All eyes watched as the Sony PS3 boomed (creeped?) into the American market in November. Joy was replaced by disapointment by the price and the availability of the system, but come on, guys! It's a Sony Playstation!
When it comes down to the real deal, Sony Playstions still rock, and everyone knows it. Right now, everything else is second to the quality, the playability, the sheer fun that Sony PS provides.
In a couple of years, we're going to all look back and praise Sony for coming out with the super-cool PS3. The games will be plentiful, the online capacities will have been realized, and a whole lot of new functionality will have been added because of downloading updates and patches that have been impossible in the past.
Sony still rocks!
Fantastic! I just watched the FEAR tournament, and I have to say: WOW!
This is the greatest thing that's happened to video gaming yet. What we're going to see is professionals vying for money and a new set of heroes.
I love it!
I'm a radio and television host and video gaming fanatic, working in Shanghai, China right now. I'd like to share some observations with the fans.

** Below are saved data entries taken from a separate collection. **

//! Message surface between the driver, the systems and the world.
//!
//! Drivers submit [`InputEvent`] values tagged with the tick they take effect
//! on. Systems read the world and answer with [`Command`] batches, the world
//! executes those commands through its `apply` entry point and broadcasts
//! [`Event`] values describing what changed.

use serde::{Deserialize, Serialize};
use thiserror::Error;

use crate::{
    content::HeroDeployment,
    effect::EffectSpec,
    entity::{Attacker, Body, HeroState, Hit, TurretState},
    fixed::{Fixed, FixedVec2},
    ids::{EnemyDefinitionId, EnemyId, HeroDefinitionId, HeroId, ProjectileId, SkillId, TurretId},
    status::{StatusEffects, StatusKind},
};

/// Player input tagged with the tick on which it takes effect.
#[derive(Clone, Copy, Debug, PartialEq, Eq, Hash, Serialize, Deserialize)]
pub struct InputEvent {
    /// Tick on which the action applies.
    pub tick: u64,
    /// Requested action.
    pub action: InputAction,
}

/// Actions a player may take during a run.
#[derive(Clone, Copy, Debug, PartialEq, Eq, Hash, Serialize, Deserialize)]
#[serde(rename_all = "snake_case")]
pub enum InputAction {
    /// Deploys an additional hero.
    DeployHero {
        /// Placement of the hero.
        deployment: HeroDeployment,
    },
    /// Orders a hero to walk to a point.
    MoveHero {
        /// Hero receiving the order.
        hero: HeroId,
        /// Destination inside the field.
        to: FixedVec2,
    },
    /// Sets or clears the team-wide focus target.
    FocusTarget {
        /// Enemy to focus; `None` clears the focus.
        enemy: Option<EnemyId>,
    },
    /// Adds a relic to the run.
    SelectRelic {
        /// Relic granted.
        relic: Relic,
    },
    /// Triggers an ability on demand.
    ActivateAbility {
        /// Ability to trigger.
        ability: AbilityActivation,
    },
}

/// Ability triggered by an input event.
#[derive(Clone, Copy, Debug, PartialEq, Eq, Hash, Serialize, Deserialize)]
#[serde(rename_all = "snake_case")]
pub enum AbilityActivation {
    /// Queues an active hero skill.
    HeroSkill {
        /// Caster.
        hero: HeroId,
        /// Skill from the caster's catalog.
        skill: SkillId,
    },
    /// Overcharges a turret for a limited time.
    TurretOvercharge {
        /// Turret to overcharge.
        turret: TurretId,
    },
}

/// Run-wide bonus chosen during a run.
#[derive(Clone, Copy, Debug, PartialEq, Eq, Hash, Serialize, Deserialize)]
#[serde(rename_all = "snake_case")]
pub enum Relic {
    /// Raises the global damage bonus.
    Whetstone {
        /// Added to the global damage bonus.
        damage_bonus: Fixed,
    },
    /// Raises the global attack speed bonus.
    WarDrums {
        /// Added to the global attack speed bonus.
        attack_speed_bonus: Fixed,
    },
    /// Raises the global cooldown reduction.
    Hourglass {
        /// Added to the global cooldown reduction.
        cooldown_reduction: Fixed,
    },
    /// Repairs the fortress once.
    Masonry {
        /// Health restored to the fortress.
        fortress_repair: Fixed,
    },
}

impl Relic {
    /// Magnitude carried by the relic.
    #[must_use]
    pub const fn magnitude(&self) -> Fixed {
        match *self {
            Self::Whetstone { damage_bonus } => damage_bonus,
            Self::WarDrums { attack_speed_bonus } => attack_speed_bonus,
            Self::Hourglass { cooldown_reduction } => cooldown_reduction,
            Self::Masonry { fortress_repair } => fortress_repair,
        }
    }
}

/// Reasons an input event is dropped.
#[derive(Clone, Copy, Debug, PartialEq, Eq, Hash, Error)]
pub enum InputRejection {
    /// The event is tagged with a tick other than the one being simulated.
    #[error("event for tick {event_tick} delivered on tick {tick}")]
    NotDue {
        /// Tick the event was tagged with.
        event_tick: u64,
        /// Tick being simulated.
        tick: u64,
    },
    /// The run has already ended.
    #[error("the run has ended")]
    RunEnded,
    /// The deployment references a missing definition.
    #[error("unknown hero definition {0:?}")]
    UnknownDefinition(HeroDefinitionId),
    /// The deployment carries an invalid tier or level.
    #[error("invalid tier or level")]
    InvalidRank,
    /// The requested point lies outside the field.
    #[error("point lies outside the field")]
    OutsideField,
    /// No live hero carries the identifier.
    #[error("unknown hero {0:?}")]
    UnknownHero(HeroId),
    /// No live enemy carries the identifier.
    #[error("unknown enemy {0:?}")]
    UnknownEnemy(EnemyId),
    /// No turret carries the identifier.
    #[error("unknown turret {0:?}")]
    UnknownTurret(TurretId),
    /// The skill is missing, passive or still locked by level.
    #[error("skill {skill:?} is unavailable to hero {hero:?}")]
    SkillUnavailable {
        /// Caster.
        hero: HeroId,
        /// Requested skill.
        skill: SkillId,
    },
    /// The ability has not finished its cooldown.
    #[error("ability is on cooldown until tick {ready_at}")]
    OnCooldown {
        /// First tick at which the ability is usable.
        ready_at: u64,
    },
    /// Every relic slot is taken.
    #[error("relic limit reached")]
    RelicLimitReached,
    /// The relic carries a negative magnitude.
    #[error("relic magnitude must not be negative")]
    InvalidRelic,
}

/// Target of an enemy attack.
#[derive(Clone, Copy, Debug, PartialEq, Eq, Hash, Serialize, Deserialize)]
pub enum EnemyTarget {
    /// A hero in reach.
    Hero(HeroId),
    /// The defended line.
    Fortress,
}

/// Entity whose body a movement command updates.
#[derive(Clone, Copy, Debug, PartialEq, Eq, Hash, Serialize, Deserialize)]
pub enum Mover {
    /// A hero.
    Hero(HeroId),
    /// An enemy.
    Enemy(EnemyId),
}

/// Mutations the world accepts.
#[derive(Clone, Debug, PartialEq, Eq)]
pub enum Command {
    /// Applies a player input due on the current tick.
    ApplyInput {
        /// Input to apply.
        event: InputEvent,
    },
    /// Starts the next wave.
    StartWave {
        /// Wave number, counting from one.
        wave: u32,
        /// Enemies the wave spawns.
        enemies: u32,
    },
    /// Spawns an enemy on a lane.
    SpawnEnemy {
        /// Definition to instantiate.
        definition: EnemyDefinitionId,
        /// Vertical coordinate of the lane.
        lane_y: Fixed,
        /// Wave the enemy belongs to.
        wave: u32,
        /// Tick of the next spawn inside the wave.
        next_spawn_tick: u64,
    },
    /// Replaces a hero's current target.
    SetHeroTarget {
        /// Hero to update.
        hero: HeroId,
        /// New target.
        target: Option<EnemyId>,
    },
    /// Clears a hero's focus target.
    ClearFocus {
        /// Hero to update.
        hero: HeroId,
    },
    /// Replaces a turret's targeting state.
    SetTurretState {
        /// Turret to update.
        turret: TurretId,
        /// New state.
        state: TurretState,
    },
    /// Moves a body to its integrated position.
    MoveBody {
        /// Owner of the body.
        mover: Mover,
        /// Integrated body.
        body: Body,
    },
    /// Transitions a hero's behavioural state.
    SetHeroState {
        /// Hero to update.
        hero: HeroId,
        /// New state.
        state: HeroState,
    },
    /// Records when an attacker may fire again.
    ScheduleAttack {
        /// Attacker to update.
        attacker: Attacker,
        /// First tick of the next attack.
        next_tick: u64,
    },
    /// Applies a hit to an enemy immediately.
    Strike {
        /// Entity delivering the hit.
        attacker: Attacker,
        /// Enemy struck.
        target: EnemyId,
        /// Payload.
        hit: Hit,
    },
    /// Launches a homing projectile.
    LaunchProjectile {
        /// Entity firing the projectile.
        attacker: Attacker,
        /// Enemy the projectile homes on.
        target: EnemyId,
        /// Distance travelled per tick.
        speed: Fixed,
        /// Payload applied on impact.
        hit: Hit,
    },
    /// Puts a hero skill on cooldown and consumes any pending request for it.
    StartCooldown {
        /// Caster.
        hero: HeroId,
        /// Skill used.
        skill: SkillId,
        /// First tick at which the skill may be used again.
        ready_at: u64,
    },
    /// Applies a friendly effect to a hero.
    Support {
        /// Hero receiving the effect.
        target: HeroId,
        /// Heal or buff to apply.
        effect: EffectSpec,
    },
    /// Moves a projectile along its flight path.
    AdvanceProjectile {
        /// Projectile to move.
        projectile: ProjectileId,
        /// New position.
        position: FixedVec2,
        /// Last known target position.
        target_position: FixedVec2,
    },
    /// Applies a projectile's payload and removes it.
    ImpactProjectile {
        /// Projectile that arrived.
        projectile: ProjectileId,
    },
    /// Removes a projectile without applying its payload.
    DiscardProjectile {
        /// Projectile to remove.
        projectile: ProjectileId,
        /// Why the projectile was removed.
        reason: DiscardReason,
    },
    /// Replaces an enemy's status effects and recomputed speed.
    UpdateStatuses {
        /// Enemy to update.
        enemy: EnemyId,
        /// Remaining effects.
        statuses: StatusEffects,
        /// Speed after effects.
        speed: Fixed,
    },
    /// Deals damage-over-time damage to an enemy.
    DamageOverTime {
        /// Enemy hurt.
        enemy: EnemyId,
        /// Effect dealing the damage.
        kind: StatusKind,
        /// Damage dealt.
        amount: Fixed,
    },
    /// Lands an enemy attack.
    EnemyAttack {
        /// Attacking enemy.
        enemy: EnemyId,
        /// Recipient.
        target: EnemyTarget,
        /// Damage dealt before fortress armour.
        damage: Fixed,
        /// First tick of the enemy's next attack.
        next_tick: u64,
    },
    /// Removes the dead, expires buffs and advances the tick counter.
    Cleanup,
}

/// Why a projectile left the field without impacting.
#[derive(Clone, Copy, Debug, PartialEq, Eq, Hash, Serialize, Deserialize)]
pub enum DiscardReason {
    /// The target no longer exists.
    TargetLost,
    /// The projectile reached its maximum lifetime.
    Expired,
}

/// Source of damage dealt to an enemy.
#[derive(Clone, Copy, Debug, PartialEq, Eq, Hash, Serialize, Deserialize)]
pub enum DamageSource {
    /// A hero or turret attack.
    Attack(Attacker),
    /// A damage-over-time effect.
    Status(StatusKind),
}

/// How a run ended.
#[derive(Clone, Copy, Debug, PartialEq, Eq, Hash, Serialize, Deserialize)]
pub enum Outcome {
    /// The fortress fell.
    Defeat,
}

/// Notifications broadcast by the world after executing commands.
#[derive(Clone, Debug, PartialEq, Eq)]
pub enum Event {
    /// An input event was dropped.
    InputRejected {
        /// Tick being simulated.
        tick: u64,
        /// Why the event was dropped.
        reason: InputRejection,
    },
    /// A hero joined the field.
    HeroDeployed {
        /// New hero.
        hero: HeroId,
        /// Definition the hero was instantiated from.
        definition: HeroDefinitionId,
    },
    /// A hero changed behavioural state.
    HeroStateChanged {
        /// Hero that transitioned.
        hero: HeroId,
        /// Previous state.
        from: HeroState,
        /// New state.
        to: HeroState,
    },
    /// A hero lost all health.
    HeroDied {
        /// Fallen hero.
        hero: HeroId,
    },
    /// A wave started.
    WaveStarted {
        /// Wave number, counting from one.
        wave: u32,
        /// Enemies the wave spawns.
        enemies: u32,
    },
    /// An enemy entered the field.
    EnemySpawned {
        /// New enemy.
        enemy: EnemyId,
        /// Definition the enemy was spawned from.
        definition: EnemyDefinitionId,
    },
    /// An enemy lost health.
    EnemyDamaged {
        /// Enemy hurt.
        enemy: EnemyId,
        /// Health actually removed.
        amount: Fixed,
        /// Origin of the damage.
        source: DamageSource,
    },
    /// A status effect was applied or refreshed.
    StatusApplied {
        /// Enemy affected.
        enemy: EnemyId,
        /// Kind of the effect.
        kind: StatusKind,
    },
    /// An enemy was removed after losing all health.
    EnemyDied {
        /// Fallen enemy.
        enemy: EnemyId,
        /// Whether the enemy dropped a material.
        dropped_material: bool,
    },
    /// A projectile was launched.
    ProjectileLaunched {
        /// New projectile.
        projectile: ProjectileId,
        /// Enemy it homes on.
        target: EnemyId,
    },
    /// A projectile reached its target.
    ProjectileImpacted {
        /// Projectile that arrived.
        projectile: ProjectileId,
        /// Enemy struck.
        target: EnemyId,
    },
    /// A projectile was removed without impacting.
    ProjectileDiscarded {
        /// Removed projectile.
        projectile: ProjectileId,
        /// Why it was removed.
        reason: DiscardReason,
    },
    /// A hero used an active skill.
    SkillCast {
        /// Caster.
        hero: HeroId,
        /// Skill used.
        skill: SkillId,
    },
    /// A hero regained health.
    HeroHealed {
        /// Hero healed.
        hero: HeroId,
        /// Health actually restored.
        amount: Fixed,
    },
    /// A hero lost health to an enemy.
    HeroDamaged {
        /// Hero hurt.
        hero: HeroId,
        /// Health actually removed.
        amount: Fixed,
    },
    /// A turret entered overcharge.
    TurretOvercharged {
        /// Turret overcharged.
        turret: TurretId,
        /// First tick at which the overcharge no longer applies.
        until: u64,
    },
    /// A relic was added to the run.
    RelicSelected {
        /// Relic added.
        relic: Relic,
    },
    /// The fortress lost health.
    FortressDamaged {
        /// Health actually removed.
        amount: Fixed,
        /// Health left.
        remaining: Fixed,
    },
    /// The run ended.
    RunEnded {
        /// Final outcome.
        outcome: Outcome,
    },
}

You'd be totally amazed at how few of the Chinese own a game platform. Nevertheless, gaming is popular, mostly on the PC, and the PS2.

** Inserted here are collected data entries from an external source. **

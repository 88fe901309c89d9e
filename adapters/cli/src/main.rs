#![deny(
    unsafe_code,
    missing_docs,
    dead_code,
    unused_results,
    non_snake_case,
    unreachable_pub
)]

//! Command-line driver that runs, replays and verifies Rampart simulations.

mod run_file;

use std::path::PathBuf;

use anyhow::{Context, Result};
use clap::{Parser, Subcommand};
use rampart_core::{InputEvent, SimConfig};
use rampart_engine::{
    verify_run, InputSchedule, RunRecord, RunSummary, Simulation, VerificationLimits,
};
use rampart_world::CanonicalHash;
use tracing_subscriber::EnvFilter;

/// Ten minutes of simulated time at thirty ticks per second.
const DEFAULT_MAX_TICKS: u64 = 18_000;

#[derive(Debug, Parser)]
#[command(name = "rampart", about = "Deterministic fortress-defense combat engine")]
struct Cli {
    #[command(subcommand)]
    command: CliCommand,
}

#[derive(Debug, Subcommand)]
enum CliCommand {
    /// Runs the reference configuration without inputs.
    Demo {
        /// Ticks to simulate.
        #[arg(long, default_value_t = 600)]
        ticks: u64,
        /// Seed of the random stream.
        #[arg(long, default_value_t = 1)]
        seed: u64,
        /// Writes the run as a replayable record.
        #[arg(long)]
        save: Option<PathBuf>,
    },
    /// Replays a recorded run and prints its summary.
    Replay {
        /// Run record in JSON or TOML.
        run: PathBuf,
        /// Ticks to simulate.
        #[arg(long)]
        ticks: u64,
    },
    /// Replays a recorded run and checks its final hash.
    Verify {
        /// Run record in JSON or TOML.
        run: PathBuf,
        /// Ticks the run claims to have simulated.
        #[arg(long)]
        ticks: u64,
        /// Expected canonical hash in hexadecimal.
        #[arg(long)]
        expected: CanonicalHash,
        /// Largest number of ticks the verifier simulates.
        #[arg(long, default_value_t = DEFAULT_MAX_TICKS)]
        max_ticks: u64,
    },
}

/// Entry point for the Rampart command-line interface.
fn main() -> Result<()> {
    let filter = EnvFilter::try_from_default_env().unwrap_or_else(|_| EnvFilter::new("info"));
    tracing_subscriber::fmt()
        .with_env_filter(filter)
        .with_writer(std::io::stderr)
        .init();

    let summary = match Cli::parse().command {
        CliCommand::Demo { ticks, seed, save } => {
            if let Some(path) = save {
                let record = RunRecord {
                    seed,
                    config: SimConfig::demo(),
                    events: Vec::new(),
                };
                run_file::save(&path, &record)?;
                tracing::info!(path = %path.display(), "run record written");
            }
            simulate(seed, SimConfig::demo(), &[], ticks)?
        }
        CliCommand::Replay { run, ticks } => {
            let record = run_file::load(&run)?;
            simulate(record.seed, record.config, &record.events, ticks)?
        }
        CliCommand::Verify {
            run,
            ticks,
            expected,
            max_ticks,
        } => {
            let record = run_file::load(&run)?;
            let limits = VerificationLimits { ticks, max_ticks };
            verify_run(record.seed, record.config, &record.events, limits, expected)
                .with_context(|| format!("run {} failed verification", run.display()))?
        }
    };

    println!("{}", serde_json::to_string_pretty(&summary)?);
    Ok(())
}

fn simulate(
    seed: u64,
    config: SimConfig,
    events: &[InputEvent],
    ticks: u64,
) -> Result<RunSummary> {
    let mut simulation =
        Simulation::start(seed, config).context("configuration cannot start a run")?;
    let mut schedule = InputSchedule::new(events);
    for tick in 0..ticks {
        let _ = simulation.step(schedule.due(tick));
    }
    Ok(simulation.finalize())
}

You can find many game stores around, all small little shops that pirate the games and sell them for about a quarter apiece. All the shops modify the PS2 to play the pirated games. There's no other way. If you play the PS2, you do the pirated thing; you simply can't find the real thing unless you order the games from the Internet and have them shipped to you.
Of course, all of this pirating is short-lived, and these little shops will soon be put out of business when the government clamps down on all the fake junk out there. Everyone in China says it'll hurt the economy, but now China has started writing games with companies like UbiSoft.

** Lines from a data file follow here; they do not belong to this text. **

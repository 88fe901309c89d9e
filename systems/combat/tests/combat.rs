use proptest::prelude::*;
use rampart_core::{
    ActiveBuff, Attacker, Body, BuffStat, Command, EnemyDefinitionId, EnemyId, Event, Fixed,
    FixedVec2, GlobalModifiers, Health, Hero, HeroDefinitionId, HeroId, HeroState, Loadout, Mover,
    SimConfig, StatusEffects, MAX_TIER,
};
use rampart_system_combat::{Combat, CombatView};
use rampart_world::{self as world, query, World};

fn spawn_at(world: &mut World, x: i32, y: i32) -> EnemyId {
    let mut events = Vec::new();
    world::apply(
        world,
        Command::SpawnEnemy {
            definition: EnemyDefinitionId::new(1),
            lane_y: Fixed::from_int(y),
            wave: 1,
            next_spawn_tick: 0,
        },
        &mut events,
    );
    let enemy = match events.as_slice() {
        [Event::EnemySpawned { enemy, .. }] => *enemy,
        other => panic!("unexpected events {other:?}"),
    };
    world::apply(
        world,
        Command::MoveBody {
            mover: Mover::Enemy(enemy),
            body: Body::at_rest(FixedVec2::from_ints(x, y), Fixed::HALF),
        },
        &mut events,
    );
    enemy
}

fn run_combat(world: &mut World, combat: &mut Combat) -> (Vec<Command>, Vec<Event>) {
    let mut commands = Vec::new();
    let config = query::config(world);
    let view = CombatView {
        tick: query::tick(world),
        heroes: query::heroes(world),
        turrets: query::turrets(world),
        enemies: query::enemies(world),
        content: query::content(world),
        rules: &config.combat,
        physics: &config.physics,
        modifiers: query::modifiers(world),
        line_x: query::fortress(world).line_x,
    };
    combat.handle(&view, &mut commands);

    let mut events = Vec::new();
    for command in commands.clone() {
        world::apply(world, command, &mut events);
    }
    (commands, events)
}

fn advance_to(world: &mut World, tick: u64) {
    let mut events = Vec::new();
    while query::tick(world) < tick {
        world::apply(world, Command::Cleanup, &mut events);
    }
}

#[test]
fn ranger_engages_once_the_deployment_lockout_ends() {
    let mut world = World::new(4, SimConfig::demo()).expect("valid config");
    let mut combat = Combat::new();
    let hero = HeroId::new(0);
    let enemy = spawn_at(&mut world, 16, 12);
    let mut events = Vec::new();
    world::apply(
        &mut world,
        Command::SetHeroTarget {
            hero,
            target: Some(enemy),
        },
        &mut events,
    );

    let (commands, _) = run_combat(&mut world, &mut combat);
    assert!(commands.is_empty());

    advance_to(&mut world, 15);
    let (commands, events) = run_combat(&mut world, &mut combat);

    assert!(commands.contains(&Command::ScheduleAttack {
        attacker: Attacker::Hero(hero),
        next_tick: 40,
    }));
    assert!(events.contains(&Event::HeroStateChanged {
        hero,
        from: HeroState::Idle,
        to: HeroState::Combat,
    }));
    assert!(events.iter().any(|event| matches!(
        event,
        Event::ProjectileLaunched { target, .. } if *target == enemy
    )));
    assert_eq!(query::projectiles(&world).len(), 1);
    assert_eq!(
        query::hero(&world, hero).expect("hero deployed").state,
        HeroState::Combat
    );
}

#[test]
fn enemies_at_the_line_wear_down_the_fortress() {
    let mut world = World::new(4, SimConfig::demo()).expect("valid config");
    let mut combat = Combat::new();
    let _ = spawn_at(&mut world, 4, 20);

    let (_, events) = run_combat(&mut world, &mut combat);

    let dealt = events
        .iter()
        .find_map(|event| match event {
            Event::FortressDamaged { amount, .. } => Some(*amount),
            _ => None,
        })
        .expect("fortress was attacked");
    assert!(dealt.is_positive());
    assert!(dealt < Fixed::from_int(4));
    assert_eq!(
        query::fortress(&world).health.current(),
        Fixed::from_int(500) - dealt
    );

    let (_, events) = run_combat(&mut world, &mut combat);
    assert!(events.is_empty());
}

fn ranger(tier: u8, level: u32, buff: Fixed, config: &SimConfig) -> Hero {
    let definition = config
        .content
        .hero(HeroDefinitionId::new(2))
        .expect("demo ranger exists");
    Hero {
        id: HeroId::new(0),
        definition: definition.id,
        role: definition.role,
        tier,
        level,
        body: Body::at_rest(FixedVec2::from_ints(10, 10), definition.radius),
        health: Health::full(definition.max_health),
        state: HeroState::Combat,
        anchor: FixedVec2::from_ints(10, 10),
        commanded_to: None,
        focus: None,
        target: Some(EnemyId::new(0)),
        engage_at: 0,
        next_attack_tick: 0,
        cooldowns: Vec::new(),
        pending_casts: Vec::new(),
        buffs: vec![ActiveBuff {
            stat: BuffStat::AttackSpeed,
            magnitude: buff,
            expires_at: u64::MAX,
        }],
        loadout: Loadout::default(),
    }
}

fn dummy() -> rampart_core::Enemy {
    rampart_core::Enemy {
        id: EnemyId::new(0),
        definition: EnemyDefinitionId::new(1),
        kind: rampart_core::EnemyKind::Normal,
        wave: 1,
        body: Body::at_rest(FixedVec2::from_ints(13, 10), Fixed::HALF),
        health: Health::full(Fixed::from_int(1_000)),
        base_speed: Fixed::ZERO,
        speed: Fixed::ZERO,
        lane_y: Fixed::from_int(10),
        statuses: StatusEffects::new(),
        contact_damage: Fixed::ONE,
        attack_interval_ticks: 30,
        next_attack_tick: 0,
        drop_chance_bps: 0,
    }
}

proptest! {
    #[test]
    fn attack_cadence_never_drops_below_the_floor(
        tier in 1..=MAX_TIER,
        level in 1u32..200,
        buff in 0i32..10_000,
        global in 0i32..10_000,
        tick in 0u64..100_000,
    ) {
        let config = SimConfig::demo();
        let heroes = [ranger(tier, level, Fixed::from_ratio(buff, 100), &config)];
        let enemies = [dummy()];
        let view = CombatView {
            tick,
            heroes: &heroes,
            turrets: &[],
            enemies: &enemies,
            content: &config.content,
            rules: &config.combat,
            physics: &config.physics,
            modifiers: GlobalModifiers {
                attack_speed_bonus: Fixed::from_ratio(global, 100),
                ..GlobalModifiers::NONE
            },
            line_x: config.fortress.line_x,
        };
        let mut out = Vec::new();
        Combat::new().handle(&view, &mut out);

        let next = out.iter().find_map(|command| match command {
            Command::ScheduleAttack { next_tick, .. } => Some(*next_tick),
            _ => None,
        });
        let next = next.expect("ready hero attacks");
        prop_assert!(next - tick >= u64::from(config.combat.min_attack_interval_ticks));
    }
}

UbiSoft writes the Tom Clancy games and hopes to gain a large success, but, of course, they have to fight their own country's policy of turning their back to the piracy, to no avail. Thus, their market is the rest of the world. What a shame.
The X-Box has no presence at all here in China, and the prospects look poor. The reason: money. The big problem with marketing video platforms in China is twofold: There's not enough money floating around to afford them, and the piracy keeps the manufacturers from doing too much marketing.
Sony is pumping out a lot of advertising all over the country and has some really cool exhibition shops to demonstrate the PS2 and the PSP. Fortunately for Sony, the PSP has boomed here, mainly because it does so many things other than play games, like access the Internet and play MP3 music. Sony has been quite successful in China with the new handheld game device.
What's next for China?
I see more and more game companies opening up here and the piracy biting the dust in about three years or less. Those companies brave enough to try to achieve a big market share in China will eventually be successful, but, of course, the product life cycle of a video platform is only about that long. A dilemma.